Cohabitamos, en una enorme diversidad de maneras, con una multitud de individuos de otras especies. Nos constituimos a la vez como humanos y como personas por medio de esas cercanías, cohabitaciones y fricciones. Algunos de esos intercambios son extremadamente positivos; otros son definitivamente tóxicos. Los que mencionamos de ordinario no son más que un ejemplo entre muchos otros, para los cuales, a veces, ni siquiera tenemos palabras. Las palabras son muy importantes.
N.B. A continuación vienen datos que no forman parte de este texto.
use winit::event::MouseButton as WinitButton;
use winit::keyboard::KeyCode;
use winit::window::CursorIcon;

use kiln_core::{Cursor, Key, MouseButton};

/// Maps a physical key to its kiln key code. Keys without a code are ignored.
pub(crate) fn map_key(key_code: KeyCode) -> Option<Key> {
    match key_code {
        KeyCode::ArrowLeft => Some(Key::LEFT),
        KeyCode::ArrowRight => Some(Key::RIGHT),
        KeyCode::ArrowUp => Some(Key::UP),
        KeyCode::ArrowDown => Some(Key::DOWN),
        KeyCode::Escape => Some(Key::ESCAPE),
        KeyCode::Space => Some(Key::SPACE),
        KeyCode::Enter | KeyCode::NumpadEnter => Some(Key::RETURN),
        KeyCode::ShiftLeft | KeyCode::ShiftRight => Some(Key::SHIFT),
        other => key_char(other).and_then(Key::from_char),
    }
}

fn key_char(key_code: KeyCode) -> Option<char> {
    let c = match key_code {
        KeyCode::Digit0 => '0',
        KeyCode::Digit1 => '1',
        KeyCode::Digit2 => '2',
        KeyCode::Digit3 => '3',
        KeyCode::Digit4 => '4',
        KeyCode::Digit5 => '5',
        KeyCode::Digit6 => '6',
        KeyCode::Digit7 => '7',
        KeyCode::Digit8 => '8',
        KeyCode::Digit9 => '9',
        KeyCode::KeyA => 'A',
        KeyCode::KeyB => 'B',
        KeyCode::KeyC => 'C',
        KeyCode::KeyD => 'D',
        KeyCode::KeyE => 'E',
        KeyCode::KeyF => 'F',
        KeyCode::KeyG => 'G',
        KeyCode::KeyH => 'H',
        KeyCode::KeyI => 'I',
        KeyCode::KeyJ => 'J',
        KeyCode::KeyK => 'K',
        KeyCode::KeyL => 'L',
        KeyCode::KeyM => 'M',
        KeyCode::KeyN => 'N',
        KeyCode::KeyO => 'O',
        KeyCode::KeyP => 'P',
        KeyCode::KeyQ => 'Q',
        KeyCode::KeyR => 'R',
        KeyCode::KeyS => 'S',
        KeyCode::KeyT => 'T',
        KeyCode::KeyU => 'U',
        KeyCode::KeyV => 'V',
        KeyCode::KeyW => 'W',
        KeyCode::KeyX => 'X',
        KeyCode::KeyY => 'Y',
        KeyCode::KeyZ => 'Z',
        _ => return None,
    };
    Some(c)
}

pub(crate) fn map_button(button: WinitButton) -> Option<MouseButton> {
    match button {
        WinitButton::Left => Some(MouseButton::Left),
        WinitButton::Right => Some(MouseButton::Right),
        _ => None,
    }
}

pub(crate) fn map_cursor(cursor: Cursor) -> CursorIcon {
    match cursor {
        Cursor::Arrow => CursorIcon::Default,
        Cursor::Pointer => CursorIcon::Pointer,
        Cursor::Wait => CursorIcon::Wait,
        Cursor::Write => CursorIcon::Text,
    }
}

#[cfg(test)]
mod tests {
    use super::*;

    #[test]
    fn named_keys_use_legacy_codes() {
        assert_eq!(map_key(KeyCode::ShiftLeft).map(Key::code), Some(0x03));
        assert_eq!(map_key(KeyCode::ShiftRight).map(Key::code), Some(0x03));
        assert_eq!(map_key(KeyCode::Enter).map(Key::code), Some(0x0D));
        assert_eq!(map_key(KeyCode::Escape).map(Key::code), Some(0x1B));
        assert_eq!(map_key(KeyCode::Space).map(Key::code), Some(0x20));
        assert_eq!(map_key(KeyCode::ArrowLeft).map(Key::code), Some(0x25));
        assert_eq!(map_key(KeyCode::ArrowUp).map(Key::code), Some(0x26));
        assert_eq!(map_key(KeyCode::ArrowRight).map(Key::code), Some(0x27));
        assert_eq!(map_key(KeyCode::ArrowDown).map(Key::code), Some(0x28));
    }

    #[test]
    fn letters_and_digits_use_ascii() {
        assert_eq!(map_key(KeyCode::KeyA).map(Key::code), Some(b'A'));
        assert_eq!(map_key(KeyCode::KeyZ).map(Key::code), Some(b'Z'));
        assert_eq!(map_key(KeyCode::Digit0).map(Key::code), Some(b'0'));
        assert_eq!(map_key(KeyCode::Digit9).map(Key::code), Some(b'9'));
    }

    #[test]
    fn unmapped_keys_are_ignored() {
        assert_eq!(map_key(KeyCode::F1), None);
        assert_eq!(map_key(KeyCode::ControlLeft), None);
        assert_eq!(map_key(KeyCode::Numpad5), None);
    }

    #[test]
    fn only_left_and_right_buttons() {
        assert_eq!(map_button(WinitButton::Left), Some(MouseButton::Left));
        assert_eq!(map_button(WinitButton::Right), Some(MouseButton::Right));
        assert_eq!(map_button(WinitButton::Middle), None);
    }

    #[test]
    fn every_cursor_has_an_icon() {
        let icons: Vec<CursorIcon> = Cursor::ALL.iter().map(|&c| map_cursor(c)).collect();
        assert_eq!(
            icons,
            vec![
                CursorIcon::Default,
                CursorIcon::Pointer,
                CursorIcon::Wait,
                CursorIcon::Text
            ]
        );
    }
}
Son preciosas aliadas para construir vidas comunes con los “distintos de los humanos”, para utilizar una bella expresión del antropólogo Alfred Irving Hallowell, que prefiero a la de “no humanos”. Esas palabras no son solo amigas, también son insidiosas entidades con las cuales hay que tomar el máximo posible de precauciones. Así, nunca voy a hablar de “interacción” para hablar de lo que sucede entre los animales y nosotros. La interacción no existe. Su supuesto es que lo que interactúa preexiste a la interacción. Además, rara vez es interesante, lo cual ya es una buena razón para dejarla de lado. La interacción es el grado cero de lo viviente. Es un lenguaje de burócrata, militar o psicólogo, que, como todo el mundo sabe, son más o menos lo mismo. Voy a hablar, antes bien, de “cohabitación” o “vida compartida”. En otras palabras, solo existimos en la existencia de los otros seres vivos: los animales, los vegetales, los hongos, los virus, etcétera.
Con la llegada del siglo XXI, las culturas occidentales pasaron del paradigma del animal- máquina a la del animal- peluche. El animal- máquina es el de los cartesianos. Es el animal considerado como una máquina exclusivamente movida por engranajes más o menos complejos. El animal- peluche es el animal “demasiado lindo” al que podemos acariciar y debemos proteger. Es una quimera que oscila entre el animal- kitsch y el animal- víctima. La santurronería del siglo XIX beato se ha tornado vellosa o emplumada. La explotación animal es intolerable, no solo porque el animal sufre sino porque toda degradación de un animal es un atentado contra lo viviente.
El espacio animal es de una complejidad intrigante, y el deseo de comprenderlo, una de las formas de deseo más nobles a las que el humano pueda sucumbir. Pensar que algún día agotaremos su examen es de una vanidad insoportable. De manera general, la naturaleza siempre será más vasta que el saber humano que pueda tenerla como objeto. Uno de los descubrimientos científicos notables del siglo XX consiste en haber comprendido que al animal solo podrá comprendérselo, aunque sea parcialmente, si se comparte la existencia con él. Antes de los etólogos (los especialistas en comportamientos animales), los cazadores y los criadores habían desarrollado un conocimiento profundo de los animales. Precursores de la zoología como Darwin los frecuentaron con asiduidad. Los sucesores de estos grandes hombres se encerraron en sí mismos. Después de todo, la ciencia era reciente y el verdadero saber estaba en ella: era inútil cargar con el pasado. Pero este vuelve al galope. El tiempo del desprecio terminó por evaporarse.
Fragmentos de la introducción a Nosotros somos los otros animales del filósofo y etólogo Dominique Lestel, que acaba de publicar Fondo de Cultura Económica.